RECORD EXTRACTS
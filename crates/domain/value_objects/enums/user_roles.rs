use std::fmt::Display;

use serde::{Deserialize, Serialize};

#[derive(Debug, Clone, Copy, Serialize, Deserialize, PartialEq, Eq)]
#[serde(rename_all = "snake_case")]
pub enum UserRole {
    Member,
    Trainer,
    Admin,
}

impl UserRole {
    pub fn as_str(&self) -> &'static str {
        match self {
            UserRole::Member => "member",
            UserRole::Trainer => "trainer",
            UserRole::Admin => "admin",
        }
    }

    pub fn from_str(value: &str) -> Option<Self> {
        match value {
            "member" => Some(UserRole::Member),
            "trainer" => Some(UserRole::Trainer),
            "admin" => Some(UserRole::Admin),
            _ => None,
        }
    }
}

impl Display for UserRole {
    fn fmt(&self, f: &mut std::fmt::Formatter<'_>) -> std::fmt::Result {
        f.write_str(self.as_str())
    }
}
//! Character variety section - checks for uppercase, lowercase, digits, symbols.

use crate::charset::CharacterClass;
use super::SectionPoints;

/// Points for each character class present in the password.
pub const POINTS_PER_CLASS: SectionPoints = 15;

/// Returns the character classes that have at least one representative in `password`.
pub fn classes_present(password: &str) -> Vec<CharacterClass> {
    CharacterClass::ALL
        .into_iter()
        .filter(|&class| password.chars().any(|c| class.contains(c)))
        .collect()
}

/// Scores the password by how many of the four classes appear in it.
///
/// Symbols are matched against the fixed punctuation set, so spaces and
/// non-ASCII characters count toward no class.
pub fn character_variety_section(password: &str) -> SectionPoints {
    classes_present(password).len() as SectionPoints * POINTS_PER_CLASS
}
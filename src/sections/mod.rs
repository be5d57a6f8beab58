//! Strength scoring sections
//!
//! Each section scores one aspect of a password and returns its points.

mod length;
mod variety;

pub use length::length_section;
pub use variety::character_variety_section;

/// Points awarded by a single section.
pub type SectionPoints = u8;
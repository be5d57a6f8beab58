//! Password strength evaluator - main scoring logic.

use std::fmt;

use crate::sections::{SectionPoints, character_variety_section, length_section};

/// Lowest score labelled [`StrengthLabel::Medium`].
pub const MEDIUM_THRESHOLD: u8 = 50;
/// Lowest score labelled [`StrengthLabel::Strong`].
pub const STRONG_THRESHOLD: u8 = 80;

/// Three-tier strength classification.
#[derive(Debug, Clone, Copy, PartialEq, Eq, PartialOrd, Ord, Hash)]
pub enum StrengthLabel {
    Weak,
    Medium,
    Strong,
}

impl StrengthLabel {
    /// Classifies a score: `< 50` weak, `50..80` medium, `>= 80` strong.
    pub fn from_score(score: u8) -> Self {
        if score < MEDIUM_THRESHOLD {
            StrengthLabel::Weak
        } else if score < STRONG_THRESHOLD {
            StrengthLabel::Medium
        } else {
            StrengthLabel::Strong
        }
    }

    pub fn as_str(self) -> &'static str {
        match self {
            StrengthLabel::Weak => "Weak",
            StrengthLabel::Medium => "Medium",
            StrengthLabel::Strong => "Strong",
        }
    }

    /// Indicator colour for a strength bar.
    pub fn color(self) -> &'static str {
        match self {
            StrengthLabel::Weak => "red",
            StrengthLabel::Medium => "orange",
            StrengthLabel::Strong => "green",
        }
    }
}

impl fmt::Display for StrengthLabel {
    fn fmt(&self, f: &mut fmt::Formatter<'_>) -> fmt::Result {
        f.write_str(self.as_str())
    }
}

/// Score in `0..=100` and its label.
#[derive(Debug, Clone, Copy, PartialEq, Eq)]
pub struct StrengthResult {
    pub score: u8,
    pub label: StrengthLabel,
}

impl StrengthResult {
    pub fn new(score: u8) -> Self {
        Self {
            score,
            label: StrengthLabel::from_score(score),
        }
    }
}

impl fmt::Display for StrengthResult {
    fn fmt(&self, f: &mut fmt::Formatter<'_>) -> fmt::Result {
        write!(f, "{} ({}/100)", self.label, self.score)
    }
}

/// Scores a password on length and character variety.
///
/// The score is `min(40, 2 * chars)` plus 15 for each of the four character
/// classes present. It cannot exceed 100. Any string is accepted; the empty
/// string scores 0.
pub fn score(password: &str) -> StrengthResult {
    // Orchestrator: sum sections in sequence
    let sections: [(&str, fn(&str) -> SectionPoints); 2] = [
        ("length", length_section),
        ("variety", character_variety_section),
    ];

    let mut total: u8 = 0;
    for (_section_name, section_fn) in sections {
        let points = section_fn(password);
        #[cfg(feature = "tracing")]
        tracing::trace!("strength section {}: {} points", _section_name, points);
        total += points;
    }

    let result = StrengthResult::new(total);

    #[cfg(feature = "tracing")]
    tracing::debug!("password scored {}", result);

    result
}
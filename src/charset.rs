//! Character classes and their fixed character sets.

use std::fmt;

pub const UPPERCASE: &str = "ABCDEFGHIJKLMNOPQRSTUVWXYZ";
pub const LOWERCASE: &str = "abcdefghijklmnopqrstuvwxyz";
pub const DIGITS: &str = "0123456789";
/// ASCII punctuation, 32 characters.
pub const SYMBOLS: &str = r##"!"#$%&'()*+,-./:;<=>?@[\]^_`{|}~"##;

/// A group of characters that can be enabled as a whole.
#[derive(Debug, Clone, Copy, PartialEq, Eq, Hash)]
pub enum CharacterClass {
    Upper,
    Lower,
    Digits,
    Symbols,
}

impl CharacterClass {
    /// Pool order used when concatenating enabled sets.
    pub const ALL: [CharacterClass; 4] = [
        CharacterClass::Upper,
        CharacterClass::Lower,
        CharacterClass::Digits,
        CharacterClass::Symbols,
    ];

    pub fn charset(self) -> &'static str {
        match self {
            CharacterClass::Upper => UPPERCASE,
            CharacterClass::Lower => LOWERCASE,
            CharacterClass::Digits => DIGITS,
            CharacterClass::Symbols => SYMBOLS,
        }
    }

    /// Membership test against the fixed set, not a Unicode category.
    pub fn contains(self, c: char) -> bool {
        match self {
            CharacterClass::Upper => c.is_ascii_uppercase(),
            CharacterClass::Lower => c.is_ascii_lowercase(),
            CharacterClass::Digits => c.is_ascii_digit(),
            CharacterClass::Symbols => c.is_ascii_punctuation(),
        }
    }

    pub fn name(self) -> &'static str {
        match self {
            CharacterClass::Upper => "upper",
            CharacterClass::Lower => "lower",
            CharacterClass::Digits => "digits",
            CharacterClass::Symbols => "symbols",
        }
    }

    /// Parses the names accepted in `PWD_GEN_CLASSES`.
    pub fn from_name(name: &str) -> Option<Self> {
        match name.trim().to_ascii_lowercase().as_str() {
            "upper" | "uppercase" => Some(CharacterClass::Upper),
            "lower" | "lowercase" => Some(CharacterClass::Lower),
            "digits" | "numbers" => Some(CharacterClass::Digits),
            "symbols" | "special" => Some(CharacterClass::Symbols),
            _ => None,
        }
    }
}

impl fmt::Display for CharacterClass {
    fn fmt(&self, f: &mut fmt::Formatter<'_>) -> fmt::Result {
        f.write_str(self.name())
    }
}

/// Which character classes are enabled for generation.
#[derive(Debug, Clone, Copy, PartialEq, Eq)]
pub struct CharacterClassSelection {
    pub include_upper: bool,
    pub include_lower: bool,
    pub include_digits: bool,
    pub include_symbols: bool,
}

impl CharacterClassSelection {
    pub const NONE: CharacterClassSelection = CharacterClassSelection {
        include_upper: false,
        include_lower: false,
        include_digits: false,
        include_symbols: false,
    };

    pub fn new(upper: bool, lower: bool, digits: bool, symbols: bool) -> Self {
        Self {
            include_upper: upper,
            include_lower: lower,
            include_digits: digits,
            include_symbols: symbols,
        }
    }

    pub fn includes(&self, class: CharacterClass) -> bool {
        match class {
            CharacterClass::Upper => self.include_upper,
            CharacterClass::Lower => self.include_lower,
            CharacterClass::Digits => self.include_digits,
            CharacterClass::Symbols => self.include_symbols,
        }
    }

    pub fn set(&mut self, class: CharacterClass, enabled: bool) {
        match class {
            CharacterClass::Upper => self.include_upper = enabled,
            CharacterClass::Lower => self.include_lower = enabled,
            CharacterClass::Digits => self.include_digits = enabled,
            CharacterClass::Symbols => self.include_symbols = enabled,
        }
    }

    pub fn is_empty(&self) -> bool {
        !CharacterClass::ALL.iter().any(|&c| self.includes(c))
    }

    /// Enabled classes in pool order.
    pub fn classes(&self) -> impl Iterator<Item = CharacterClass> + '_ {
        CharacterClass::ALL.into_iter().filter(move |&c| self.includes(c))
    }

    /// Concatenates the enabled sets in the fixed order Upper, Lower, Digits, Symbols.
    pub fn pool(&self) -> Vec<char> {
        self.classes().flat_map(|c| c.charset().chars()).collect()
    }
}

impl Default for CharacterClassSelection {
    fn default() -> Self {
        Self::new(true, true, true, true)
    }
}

WHAT IS BEING ASKED
Set down exactly the lines from the opening line of the material through the line in which "pub fn as_str(&self)" occurs, both included, and no other lines.

ANSWER FOR THIS EXERCISE
filename crates/domain/value_objects/enums/user_roles.rs
use std::fmt::Display;

use serde::{Deserialize, Serialize};

#[derive(Debug, Clone, Copy, Serialize, Deserialize, PartialEq, Eq)]
#[serde(rename_all = "snake_case")]
pub enum UserRole {
    Member,
    Trainer,
    Admin,
}

impl UserRole {
    pub fn as_str(&self) -> &'static str {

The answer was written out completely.